(From left) Khurshid Parvin, a student from Kashmir at JU; Debapriya Shome, a student of political science; Subhranshu Sekhar Mukhopadhyay, a financial analyst; and Debanjan Sengupta, a JU student, at the sesssion
The Narendra Modi government has “lost the battle over young minds”, Umar Khalid, a civil rights activist and former Jawaharlal Nehru University student who was arrested on sedition charges in February 2016, said on Monday.
Speaking to students and teachers at Jadavpur University, Khalid said the government should have realised seeing campus protests across the country against the Citizenship (Amendment) Act and the National Register of Citizens over the past many weeks that students could not be brainwashed.
“The rulers of India have lost one battle: that is the battle over young minds. Now, after that, they can brand the young minds in whatever way they like. They can say that the young minds have been misled, they can call them anti-nationals or say they are part of the tukde-tukde gang or anything. Still, this battle the government of India has lost: that is the battle over universities,” Khalid told the gathering of several hundreds.
Metro asked him what was the biggest achievement of the students’ movement against the CAA since President Ram Nath Kovind had given his assent to the bill on December 12.
“The biggest achievement in the past month... is that the government has realised that students cannot be brainwashed. I see it like they came to bury us, but they did not know we were seeds,” said Khalid, who considers JU as one of the few campuses that have inspired protests across the country.
Khalid, who did his master’s, MPhil and PhD in history from JNU, recounted his days on the Delhi campus when they dared to raise azaadi slogans, for which he and a few others were booked.
Khalid had spent 25 days in custody before being released on bail. The case is pending.

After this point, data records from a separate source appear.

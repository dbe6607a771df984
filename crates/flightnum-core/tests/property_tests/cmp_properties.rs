// Copyright (c) 2025 Felix Kahle.
//
// Permission is hereby granted, free of charge, to any person obtaining
// a copy of this software and associated documentation files (the
// "Software"), to deal in the Software without restriction, including
// without limitation the rights to use, copy, modify, merge, publish,
// distribute, sublicense, and/or sell copies of the Software, and to
// permit persons to whom the Software is furnished to do so, subject to
// the following conditions:
//
// The above copyright notice and this permission notice shall be
// included in all copies or substantial portions of the Software.
//
// THE SOFTWARE IS PROVIDED "AS IS", WITHOUT WARRANTY OF ANY KIND,
// EXPRESS OR IMPLIED, INCLUDING BUT NOT LIMITED TO THE WARRANTIES OF
// MERCHANTABILITY, FITNESS FOR A PARTICULAR PURPOSE AND
// NONINFRINGEMENT. IN NO EVENT SHALL THE AUTHORS OR COPYRIGHT HOLDERS BE
// LIABLE FOR ANY CLAIM, DAMAGES OR OTHER LIABILITY, WHETHER IN AN ACTION
// OF CONTRACT, TORT OR OTHERWISE, ARISING FROM, OUT OF OR IN CONNECTION
// WITH THE SOFTWARE OR THE USE OR OTHER DEALINGS IN THE SOFTWARE.

//! Property-based tests for mixed integer/float comparison
//!
//! This module tests:
//! - Exactness against a wide-integer oracle, including 64-bit extremes
//! - Trichotomy and argument symmetry
//! - NaN handling

use flightnum_core::num::cmp::*;
use proptest::prelude::*;
use std::cmp::Ordering;

/// Finite floats concentrated around the edges of the 64-bit ranges
fn float_strategy() -> impl Strategy<Value = f64> {
    prop_oneof![
        -1e20f64..1e20f64,
        -1e6f64..1e6f64,
        (-64i32..64).prop_map(|e| 2f64.powi(e)),
        Just(9_223_372_036_854_775_808.0),
        Just(-9_223_372_036_854_775_808.0),
        Just(18_446_744_073_709_551_616.0),
        Just(18_446_744_073_709_549_568.0),
    ]
}

/// Integers concentrated around the values floats cannot represent exactly
fn int_strategy() -> impl Strategy<Value = i64> {
    prop_oneof![
        any::<i64>(),
        Just(i64::MAX),
        Just(i64::MIN),
        Just(i64::MAX - 1),
        (-1_000_000i64..1_000_000),
    ]
}

/// Exact ordering of an integer against a finite float
fn oracle(a: i128, b: f64) -> Ordering {
    let t = b.trunc();
    match a.cmp(&(t as i128)) {
        Ordering::Equal => t.partial_cmp(&b).unwrap_or(Ordering::Equal),
        o => o,
    }
}

proptest! {
    /// Signed integers compare exactly against floats
    #[test]
    fn signed_matches_oracle(a in int_strategy(), b in float_strategy()) {
        prop_assert_eq!(try_compare(a, b), Ok(oracle(a as i128, b)));
    }

    /// Unsigned integers compare exactly against floats
    #[test]
    fn unsigned_matches_oracle(a in prop_oneof![any::<u64>(), Just(u64::MAX)], b in float_strategy()) {
        prop_assert_eq!(try_compare(a, b), Ok(oracle(a as i128, b)));
    }

    /// Exactly one of `<`, `==`, `>` holds and the sink stays clear
    #[test]
    fn trichotomy(a in int_strategy(), b in float_strategy()) {
        let mut err = false;
        let lt = cmp_lt(a, b, Some(&mut err));
        let eq = cmp_eq(a, b, Some(&mut err));
        let gt = cmp_gt(a, b, Some(&mut err));
        prop_assert_eq!(lt as u8 + eq as u8 + gt as u8, 1);
        prop_assert_eq!(cmp_le(a, b, Some(&mut err)), lt || eq);
        prop_assert_eq!(cmp_ge(a, b, Some(&mut err)), gt || eq);
        prop_assert_eq!(cmp_ne(a, b, Some(&mut err)), !eq);
        prop_assert!(!err);
    }

    /// Swapping the operands reverses the ordering
    #[test]
    fn symmetry(a in int_strategy(), b in float_strategy()) {
        prop_assert_eq!(
            try_compare(b, a).map(Ordering::reverse),
            try_compare(a, b)
        );
    }

    /// Mixed-sign integer pairs compare by value, not by bit pattern
    #[test]
    fn mixed_sign_integers(a in any::<i64>(), b in any::<u64>()) {
        prop_assert_eq!(try_compare(a, b), Ok((a as i128).cmp(&(b as i128))));
    }

    /// Any comparison with NaN is false except `!=`, and raises the flag
    #[test]
    fn nan_is_unordered(a in int_strategy()) {
        let mut err = false;
        prop_assert!(!cmp_eq(a, f64::NAN, Some(&mut err)));
        prop_assert!(err);

        let mut err = false;
        prop_assert!(cmp_ne(f32::NAN, a, Some(&mut err)));
        prop_assert!(err);
    }
}
use std::process::ExitCode;
use std::time::Duration;

use clap::Parser;
use log::{info, warn};
use snake_arcade::app::{run_loop, start, RunEnd};
use snake_arcade::config::{GridSize, TICK_INTERVAL_MS};
use snake_arcade::error::GameError;
use snake_arcade::game::Session;
use snake_arcade::input::InputHandler;
use snake_arcade::logging::init_logging;
use snake_arcade::terminal_runtime::{install_panic_hook, TerminalSession};

#[derive(Debug, Parser)]
#[command(version, about)]
struct Cli {
    /// Seed the food placement for a repeatable run.
    #[arg(long)]
    seed: Option<u64>,

    /// Log debug events (food, rejected turns) as well.
    #[arg(short, long)]
    verbose: bool,
}

fn main() -> ExitCode {
    let cli = Cli::parse();

    match init_logging(cli.verbose) {
        Ok(path) => info!("logging to {}", path.display()),
        Err(error) => eprintln!("Warning: logging disabled: {error}"),
    }

    install_panic_hook();

    match run(cli.seed) {
        Ok((RunEnd::Collided, session)) => {
            println!(
                "Game over: length {} after {} ticks",
                session.snake.len(),
                session.tick_count
            );
            ExitCode::SUCCESS
        }
        Ok((RunEnd::Quit, session)) => {
            info!("quit after {} ticks", session.tick_count);
            ExitCode::SUCCESS
        }
        Err(error) => {
            warn!("exiting with error: {error}");
            eprintln!("error: {error}");
            ExitCode::FAILURE
        }
    }
}

/// Plays one session; the terminal is restored when this returns.
fn run(seed: Option<u64>) -> Result<(RunEnd, Session), GameError> {
    let bounds = GridSize::DEFAULT;
    let (mut terminal, mut session) = start(TerminalSession::enter, bounds, seed)?;
    info!(
        "starting {}x{} board, seed {seed:?}",
        bounds.width, bounds.height
    );

    let mut input = InputHandler::new();
    let end = run_loop(
        terminal.surface_mut(),
        &mut input,
        &mut session,
        Duration::from_millis(TICK_INTERVAL_MS),
    )?;

    Ok((end, session))
}
use log::{debug, info};

use crate::collision::{self, Collision};
use crate::config::GridSize;
use crate::food::FoodSpawner;
use crate::input::{direction_change_is_valid, Direction, GameInput};
use crate::snake::{Position, Snake};

/// Session lifecycle. `Terminal` is absorbing.
#[derive(Debug, Clone, Copy, Eq, PartialEq)]
pub enum GameStatus {
    Running,
    Terminal,
}

/// What a single [`Session::tick`] did.
#[derive(Debug, Clone, Copy, Eq, PartialEq)]
pub enum TickOutcome {
    /// The snake moved without eating.
    Moved,
    /// The snake ate the food and grew by one segment.
    Ate,
    /// The move ended the session.
    Collided(Collision),
    /// Nothing happened; the session was already over.
    Idle,
}

/// Complete mutable game state for one run.
#[derive(Debug, Clone)]
pub struct Session {
    pub snake: Snake,
    pub heading: Direction,
    pub food: Position,
    pub status: GameStatus,
    pub tick_count: u64,
    pub food_eaten: u32,
    bounds: GridSize,
    spawner: FoodSpawner,
}

impl Session {
    /// Creates a session whose food placement is seeded from OS entropy.
    #[must_use]
    pub fn new(bounds: GridSize) -> Self {
        Self::with_spawner(bounds, FoodSpawner::from_entropy(bounds))
    }

    /// Creates a deterministic session for tests and reproducible runs.
    #[must_use]
    pub fn new_with_seed(bounds: GridSize, seed: u64) -> Self {
        Self::with_spawner(bounds, FoodSpawner::with_seed(bounds, seed))
    }

    fn with_spawner(bounds: GridSize, mut spawner: FoodSpawner) -> Self {
        let snake = Snake::new(bounds.center());
        let food = spawner.spawn(&snake);

        Self {
            snake,
            heading: Direction::Right,
            food,
            status: GameStatus::Running,
            tick_count: 0,
            food_eaten: 0,
            bounds,
            spawner,
        }
    }

    /// Returns the board dimensions.
    #[must_use]
    pub fn bounds(&self) -> GridSize {
        self.bounds
    }

    /// Returns true once a collision has ended the session.
    #[must_use]
    pub fn is_over(&self) -> bool {
        self.status == GameStatus::Terminal
    }

    /// Applies one external input event. Quit is the loop's business.
    pub fn apply_input(&mut self, input: GameInput) {
        match input {
            GameInput::Direction(direction) => {
                let _ = self.steer(direction);
            }
            GameInput::Quit => {}
        }
    }

    /// Accepts a new heading unless it reverses the current one.
    ///
    /// Returns whether the heading was accepted.
    pub fn steer(&mut self, direction: Direction) -> bool {
        if self.status != GameStatus::Running {
            return false;
        }

        if !direction_change_is_valid(self.heading, direction) {
            debug!("rejected reversal {:?} -> {direction:?}", self.heading);
            return false;
        }

        self.heading = direction;
        true
    }

    /// Advances simulation by one gameplay tick.
    pub fn tick(&mut self) -> TickOutcome {
        if self.status != GameStatus::Running {
            return TickOutcome::Idle;
        }

        self.tick_count += 1;
        let head = self.snake.advance(self.heading);

        let ate = head == self.food;
        if ate {
            self.snake.grow();
            self.food_eaten += 1;
            self.food = self.spawner.spawn(&self.snake);
            debug!(
                "food eaten at ({}, {}); length {}, next food at ({}, {})",
                head.x,
                head.y,
                self.snake.len(),
                self.food.x,
                self.food.y
            );
        } else {
            self.snake.shrink();
        }

        if let Some(collision) = collision::detect(&self.snake, self.bounds) {
            self.status = GameStatus::Terminal;
            info!(
                "collision with {collision:?} at ({}, {}) after {} ticks, length {}",
                head.x,
                head.y,
                self.tick_count,
                self.snake.len()
            );
            return TickOutcome::Collided(collision);
        }

        if ate { TickOutcome::Ate } else { TickOutcome::Moved }
    }
}
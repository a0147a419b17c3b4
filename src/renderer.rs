use std::io;

use ratatui::backend::Backend;
use ratatui::layout::Rect;
use ratatui::style::{Color, Style};
use ratatui::Terminal;

use crate::config::{
    cell_to_pixel, BACKGROUND_COLOR, CELL_SIZE, FOOD_COLOR, SNAKE_COLOR,
    TERMINAL_COLUMNS_PER_CELL,
};
use crate::game::Session;
use crate::snake::Position;

/// Axis-aligned rectangle in pixel coordinates.
#[derive(Debug, Clone, Copy, Eq, PartialEq)]
pub struct PixelRect {
    pub x: i32,
    pub y: i32,
    pub width: u16,
    pub height: u16,
}

impl PixelRect {
    /// Returns the rectangle covering one grid cell.
    #[must_use]
    pub fn for_cell(position: Position) -> Self {
        let (x, y) = cell_to_pixel(position);
        Self {
            x,
            y,
            width: CELL_SIZE,
            height: CELL_SIZE,
        }
    }
}

/// Minimal drawing surface the game needs from a graphics backend.
pub trait Surface {
    /// Starts a new frame filled with `color`.
    fn clear(&mut self, color: Color);

    /// Fills `rect` with `color`.
    fn fill_rect(&mut self, rect: PixelRect, color: Color);

    /// Shows the frame built since the last [`Surface::clear`].
    fn present(&mut self) -> io::Result<()>;
}

/// Draws one full frame of `session`: every snake segment, then the food.
pub fn draw_session<S: Surface + ?Sized>(surface: &mut S, session: &Session) -> io::Result<()> {
    surface.clear(BACKGROUND_COLOR);
    for segment in session.snake.segments() {
        surface.fill_rect(PixelRect::for_cell(*segment), SNAKE_COLOR);
    }
    surface.fill_rect(PixelRect::for_cell(session.food), FOOD_COLOR);
    surface.present()
}

/// [`Surface`] backed by a ratatui terminal.
///
/// One grid cell maps to [`TERMINAL_COLUMNS_PER_CELL`] columns by one row.
/// Fills are queued and flushed in a single `Terminal::draw` on present.
pub struct TerminalSurface<B: Backend> {
    terminal: Terminal<B>,
    background: Color,
    fills: Vec<(PixelRect, Color)>,
}

impl<B: Backend> TerminalSurface<B> {
    #[must_use]
    pub fn new(terminal: Terminal<B>) -> Self {
        Self {
            terminal,
            background: BACKGROUND_COLOR,
            fills: Vec::new(),
        }
    }

    /// Returns the wrapped terminal.
    #[must_use]
    pub fn terminal(&self) -> &Terminal<B> {
        &self.terminal
    }
}

impl<B: Backend> Surface for TerminalSurface<B> {
    fn clear(&mut self, color: Color) {
        self.background = color;
        self.fills.clear();
    }

    fn fill_rect(&mut self, rect: PixelRect, color: Color) {
        self.fills.push((rect, color));
    }

    fn present(&mut self) -> io::Result<()> {
        let background = self.background;
        let fills = &self.fills;

        self.terminal.draw(|frame| {
            let area = frame.area();
            let buffer = frame.buffer_mut();
            buffer.set_style(area, Style::new().bg(background));

            for (rect, color) in fills {
                let Some(cells) = pixel_to_terminal(*rect, area) else {
                    continue;
                };
                buffer.set_style(cells, Style::new().bg(*color));
            }
        })?;

        Ok(())
    }
}

/// Maps a pixel rectangle onto terminal cells, clipped to `area`.
fn pixel_to_terminal(rect: PixelRect, area: Rect) -> Option<Rect> {
    let cell = i32::from(CELL_SIZE);
    let columns = i32::from(TERMINAL_COLUMNS_PER_CELL);

    let left = rect.x.div_euclid(cell) * columns;
    let top = rect.y.div_euclid(cell);
    let right = (rect.x + i32::from(rect.width)).div_euclid(cell) * columns;
    let bottom = (rect.y + i32::from(rect.height)).div_euclid(cell);

    let left = left.max(0);
    let top = top.max(0);
    if right <= left || bottom <= top {
        return None;
    }

    let x = u16::try_from(left).ok()?;
    let y = u16::try_from(top).ok()?;
    let width = u16::try_from(right - left).ok()?;
    let height = u16::try_from(bottom - top).ok()?;

    let clipped = Rect::new(area.x.saturating_add(x), area.y.saturating_add(y), width, height)
        .intersection(area);
    if clipped.is_empty() {
        return None;
    }

    Some(clipped)
}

Khalid seemed to be taking heart from the fact that such slogans are now being raised on campuses across the country, even the ones that have no history of campus politics.
“When azaadi slogans were first raised on the JNU campus, that was turned into the biggest sedition case of the country. That used to be the headline those days. Now, you get to hear these slogans on campuses such as ISI (Indian Statistical Institute), Delhi School of Economics and St Stephen’s, which have no tradition of campus politics. I think that shows that something has changed in India and the change is positive: the rulers of India cannot take India for granted,” said Khalid.
“The protest is only escalating across campuses. Now, what is their response? Let’s close down the universities. Let’s destroy the universities. We should not let them achieve success in their agenda.”
JU student Debanjan Sengupta asked the campus politics veteran whether there was a need to resort to violent resistance.
Sengupta raised the topic in the context of brutal attacks being unleashed on campuses by goons allegedly backed by the ABVP, the students’ wing of the RSS.
“Broadly, as far as the issue of violence or non-violence is concerned, violence suits those who want to create a conflict. Just see the language of Delhi police in its recent press conference. See the language of JNU VC…. But what can be the response to this? Should we be smashing their heads? This cannot be the response. The response would be to forge unity among the campuses and beyond the campuses so that all progressive voices can be put together,” said Khalid.
Actor director Suman Mukhopadhyay, who was present at the programme, said: “It was good to see that a section of artistes are joining the movement, overcoming fear”.
Swaraj India leader Yogendra Yadav, too, interacted with the students. “The protests against CAA and NRC have become a movement and the credit for this goes to students,” said Yadav.
The gathering drew people from different walks of life.
Subhranshu Sekhar Mukhopadhyay, a financial analyst in Salt Lake Sector V, took half-a-day’s break from work to listen to Khalid.
“I am worried over the financial implications in the event of implementation of NRC. It had involved a huge cost in Assam. Just think what massive cost it would be once implemented countrywide. Given the country’s economic condition, where will the money come from? Why not junk it for simple economic reasons?” said Mukhopadhyay.